“It isn’t the changes that will do you in; it’s the transitions,” writes William Bridges. “They aren’t the same thing. Change is situational: the move to a new site, a new CEO replaces the founder, the reorganization of the roles on the team, and new technology.
“Transition, on the other hand, is psychological; it is a three-phase process that people go through as they internalize and come to terms with the details of the new situation that the change brings about.”
The transition (psychological) is where we deal with the change (situation) and what it means to our situation specifically. It’s the component of change that is often labeled resistance. And no wonder, because the first phase of every transition is where we process what we’re losing.
Your transition, which accompanies any change, depends on when you receive information that a change is happening (planned) or a change is occurring (unplanned).
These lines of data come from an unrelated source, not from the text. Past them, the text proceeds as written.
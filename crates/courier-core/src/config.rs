//! Simulation configuration.
//!
//! All tunables live in [`SimConfig`]. The defaults reproduce the reference
//! game: a 600x400 board with the warehouse near the top-left corner and the
//! delivery point near the bottom-right.

use crate::event::DEFAULT_EVENT_CAPACITY;
use crate::geometry::Point;
use crate::input::MIN_ROAD_LENGTH;
use crate::merge::SNAP_DISTANCE;
use serde::{Deserialize, Serialize};

// ---------------------------------------------------------------------------
// Error types
// ---------------------------------------------------------------------------

/// Errors reported by [`SimConfig::validate`].
#[derive(Debug, Clone, PartialEq, thiserror::Error)]
pub enum ConfigError {
    #[error("{field} must be finite, got ({x}, {y})")]
    NonFiniteAnchor { field: &'static str, x: f64, y: f64 },
    #[error("vehicle speed must be finite and positive, got {0}")]
    InvalidSpeed(f64),
    #[error("{field} must be finite and non-negative, got {value}")]
    InvalidThreshold { field: &'static str, value: f64 },
}

// ---------------------------------------------------------------------------
// Rebuild policy
// ---------------------------------------------------------------------------

/// When the road graph and route are recomputed.
///
/// Both policies produce identical trajectories: the road list is the only
/// input to graph construction and it only changes when a road is appended.
#[derive(Debug, Clone, Copy, PartialEq, Eq, Default, Serialize, Deserialize)]
pub enum RebuildPolicy {
    /// Rebuild the graph and search it on every tick.
    #[default]
    EveryTick,
    /// Keep the last graph and route until a road is added.
    OnRoadChange,
}

// ---------------------------------------------------------------------------
// SimConfig
// ---------------------------------------------------------------------------

/// Configuration for a [`Simulation`](crate::sim::Simulation).
#[derive(Debug, Clone, PartialEq, Serialize, Deserialize)]
#[serde(default)]
pub struct SimConfig {
    /// Warehouse anchor. The vehicle starts and restarts here.
    pub origin: Point,
    /// Delivery anchor.
    pub destination: Point,
    /// Positions strictly closer than this merge into one node.
    pub snap_threshold: f64,
    /// Drags no longer than this are discarded.
    pub min_road_length: f64,
    /// Vehicle speed in distance units per tick.
    pub vehicle_speed: f64,
    pub rebuild_policy: RebuildPolicy,
    /// Events kept for the host before the oldest are dropped.
    pub event_capacity: usize,
}

impl Default for SimConfig {
    fn default() -> Self {
        Self {
            origin: Point::new(60.0, 60.0),
            destination: Point::new(540.0, 340.0),
            snap_threshold: SNAP_DISTANCE,
            min_road_length: MIN_ROAD_LENGTH,
            vehicle_speed: 2.0,
            rebuild_policy: RebuildPolicy::EveryTick,
            event_capacity: DEFAULT_EVENT_CAPACITY,
        }
    }
}

impl SimConfig {
    /// Check that every value is usable. Anchors closer than the snap
    /// threshold are allowed; they merge into one node.
    pub fn validate(&self) -> Result<(), ConfigError> {
        for (field, anchor) in [("origin", self.origin), ("destination", self.destination)] {
            if !anchor.is_finite() {
                return Err(ConfigError::NonFiniteAnchor {
                    field,
                    x: anchor.x,
                    y: anchor.y,
                });
            }
        }
        if !self.vehicle_speed.is_finite() || self.vehicle_speed <= 0.0 {
            return Err(ConfigError::InvalidSpeed(self.vehicle_speed));
        }
        for (field, value) in [
            ("snap_threshold", self.snap_threshold),
            ("min_road_length", self.min_road_length),
        ] {
            if !value.is_finite() || value < 0.0 {
                return Err(ConfigError::InvalidThreshold { field, value });
            }
        }
        Ok(())
    }
}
In traditional command-and-control organizations, like the ones we work for, your place on the org chart largely determines when you receive that information.
If a plan for change is created at the executive level, then revealed to the management layer, then shared with the rest of the workforce—just by way of how we do things—a transition lag occurs.
A transition lag is the interval between when a transition begins (information is received) for employees at different levels.
The danger of a transition lag is in not allowing those who receive information last (the workers) the same opportunity to complete a transition as those who received the information first. It’s easy to forget that something you’ve been thinking about, strategizing on, and planning for weeks is still new information, and often to the people it matters to most.
They deserve the opportunity to transition, too.
(And, by the way, transitions can be managed. Better yet: Go through transitions together.)